As such, the level of expectation for Pederson and the coaches is very much the same.
"You know, just even in the walk-through setting that we just had, how well they picked up assignments," Pederson said. "You know, for us, too, as coaches, yeah, you can see – if they're just going in the right direction then we can clean up footwork and details and communication.
"But do they have an idea that I'm supposed to move to the right, right? And that's a good thing, because we got them going in the right direction. Now we can start cleaning up footwork and communication and some of the detailed things with plays.
"But, yeah, you can tell right away how well guys pick things up mentally. Listen, everybody learns differently. Guys can look at the playbook and go right out on the field and execute it. Guys need to see it on paper, maybe see video, and then go out on the field. There are just many ways guys learn."
The coaching staff will throw a lot of information at the players this weekend to see how much of the X's and O's and Eagles jargon the youngsters can retain and translate from the meeting rooms to the practice field. As the team took the field on Friday afternoon, all eyes were on first-round draft pick Andre Dillard, who lined up at left tackle and will stay there, as Pederson said in his pre-practice press conference.
The takeaway? Don't overreact to anything from the weekend, one way or another. This is only a taste for the players and for a coaching staff and personnel department that gets its first look at most of the players in Eagles practice jerseys.
"There is a level of patience you got to have, especially now. We're still in the offseason and still learning, still putting in our offense, defense, and special teams plans. You've got to give them time to grow," Pederson said. "I think as you get into Training Camp, you know, then the patience starts to wear thin and a little more thin and a little more thin. It's all about execution, and by then they should understand what's going on.
"Right now, it's all about patience. We want to help them succeed. We don't want anybody to fail. We want them all to do well."
In addition to Dillard, second-round draft picks running back Miles Sanders and wide receiver J.J. Arcega-Whiteside, fourth-round draft pick defensive end Shareef Miller, and fifth-round draft pick quarterback Clayton Thorson pulled on their Eagles jerseys for the first time and dug in to familiarize themselves with the playbook.

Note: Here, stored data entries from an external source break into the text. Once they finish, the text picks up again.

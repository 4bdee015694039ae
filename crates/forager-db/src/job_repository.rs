use chrono::{DateTime, Utc};
use sqlx::{PgPool, Pool, Postgres};
use uuid::Uuid;

use forager_core::error::AppError;
use forager_core::posting::{ContractType, Job, NewJob, PaymentTerms, ProjectType};

/// Filters for listing persisted jobs. Empty vectors and `None` mean
/// "no constraint on this dimension".
#[derive(Debug, Clone, Default)]
pub struct JobQuery {
    /// Exact location match against any of these values.
    pub locations: Vec<String>,
    /// Only jobs whose ote_min is at or above this floor.
    pub ote_min: Option<i64>,
    /// Only jobs whose ote_max is at or below this ceiling.
    pub ote_max: Option<i64>,
    /// Case-insensitive substring match against any stored tag.
    pub tags: Vec<String>,
    pub source_id: Option<Uuid>,
}

/// Repository for accepted postings. Insert-only: jobs are never mutated
/// after they land.
#[derive(Clone)]
pub struct JobRepository {
    pool: Pool<Postgres>,
}

impl JobRepository {
    pub fn new(pool: PgPool) -> Self {
        Self { pool }
    }

    pub async fn insert_job(&self, job: &NewJob) -> Result<Uuid, AppError> {
        let row: (Uuid,) = sqlx::query_as(
            r#"
            INSERT INTO jobs (
                title, company, company_size, ote_min, ote_max, location,
                tags, apply_url, source_id, source_name, scraped_at,
                contract_type, hourly_rate, payment_terms, is_payment_verified,
                rating, project_type, allowed_locations
            )
            VALUES ($1, $2, $3, $4, $5, $6, $7, $8, $9, $10, $11, $12, $13, $14, $15, $16, $17, $18)
            RETURNING id
            "#,
        )
        .bind(&job.title)
        .bind(&job.company)
        .bind(job.company_size)
        .bind(job.ote_min)
        .bind(job.ote_max)
        .bind(&job.location)
        .bind(&job.tags)
        .bind(&job.apply_url)
        .bind(job.source_id)
        .bind(&job.source_name)
        .bind(job.scraped_at)
        .bind(job.contract_type.as_str())
        .bind(job.hourly_rate)
        .bind(job.payment_terms.map(|t| t.as_str()))
        .bind(job.is_payment_verified)
        .bind(job.rating)
        .bind(job.project_type.map(|t| t.as_str()))
        .bind(&job.allowed_locations)
        .fetch_one(&self.pool)
        .await
        .map_err(|e| AppError::DatabaseError(e.to_string()))?;

        Ok(row.0)
    }

    /// List jobs matching the query, newest first.
    ///
    /// Location, OTE, and source filters run in SQL; tag matching is a
    /// case-insensitive substring test applied after the fetch.
    pub async fn list_jobs(&self, query: &JobQuery) -> Result<Vec<Job>, AppError> {
        let locations: Option<&[String]> = if query.locations.is_empty() {
            None
        } else {
            Some(&query.locations)
        };

        let rows = sqlx::query_as::<_, JobRow>(
            r#"
            SELECT id, title, company, company_size, ote_min, ote_max, location,
                   tags, apply_url, source_id, source_name, scraped_at,
                   contract_type, hourly_rate, payment_terms, is_payment_verified,
                   rating, project_type, allowed_locations, created_at
            FROM jobs
            WHERE ($1::TEXT[] IS NULL OR location = ANY($1))
              AND ($2::BIGINT IS NULL OR ote_min >= $2)
              AND ($3::BIGINT IS NULL OR ote_max <= $3)
              AND ($4::UUID IS NULL OR source_id = $4)
            ORDER BY created_at DESC
            "#,
        )
        .bind(locations)
        .bind(query.ote_min)
        .bind(query.ote_max)
        .bind(query.source_id)
        .fetch_all(&self.pool)
        .await
        .map_err(|e| AppError::DatabaseError(e.to_string()))?;

        let mut jobs: Vec<Job> = rows.into_iter().map(Into::into).collect();

        if !query.tags.is_empty() {
            let wanted: Vec<String> = query.tags.iter().map(|t| t.to_lowercase()).collect();
            jobs.retain(|job| {
                job.tags.iter().any(|tag| {
                    let tag = tag.to_lowercase();
                    wanted.iter().any(|w| tag.contains(w.as_str()))
                })
            });
        }

        Ok(jobs)
    }
}

// -- Internal row type for sqlx deserialization --

#[derive(sqlx::FromRow)]
struct JobRow {
    id: Uuid,
    title: String,
    company: String,
    company_size: Option<i64>,
    ote_min: Option<i64>,
    ote_max: Option<i64>,
    location: String,
    tags: Vec<String>,
    apply_url: String,
    source_id: Uuid,
    source_name: String,
    scraped_at: DateTime<Utc>,
    contract_type: String,
    hourly_rate: Option<f64>,
    payment_terms: Option<String>,
    is_payment_verified: bool,
    rating: Option<f64>,
    project_type: Option<String>,
    allowed_locations: Vec<String>,
    created_at: DateTime<Utc>,
}

impl From<JobRow> for Job {
    fn from(row: JobRow) -> Self {
        Job {
            id: row.id,
            title: row.title,
            company: row.company,
            company_size: row.company_size,
            ote_min: row.ote_min,
            ote_max: row.ote_max,
            location: row.location,
            tags: row.tags,
            apply_url: row.apply_url,
            source_id: row.source_id,
            source_name: row.source_name,
            scraped_at: row.scraped_at,
            contract_type: row.contract_type.parse().unwrap_or(ContractType::Ote),
            hourly_rate: row.hourly_rate,
            payment_terms: row
                .payment_terms
                .and_then(|s| s.parse::<PaymentTerms>().ok()),
            is_payment_verified: row.is_payment_verified,
            rating: row.rating,
            project_type: row.project_type.and_then(|s| s.parse::<ProjectType>().ok()),
            allowed_locations: row.allowed_locations,
            created_at: row.created_at,
        }
    }
}

// -- Trait implementation --

impl forager_core::traits::JobStore for JobRepository {
    async fn insert_job(&self, job: &NewJob) -> Result<Uuid, AppError> {
        JobRepository::insert_job(self, job).await
    }
}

This weekend represents a beginning for those players, a chance for the tryout players to perform well enough to get a longer look, and for the group of players as a whole who have not been on the field much at all in the last several months an opportunity to knock off some rust.
In short, as Pederson said, the weekend is about the "Eagles process," and getting it rolling in the right direction pointing to the September 8 regular-season opener at home against Washington.
"It's hard to sit here and go, 'OK, he's going to have this role, that role.' We don't know that yet," Pederson said. "We're not there yet. We're not even close. Yet to be able to really now say, 'Hey, these guys can help us. They can help us down the road and really, really begin to sort of – it gets the wheels turning. Like how can we use a player? How can he fit into our system?'
"Those are all things that are Training Camp-ish when we begin to play games."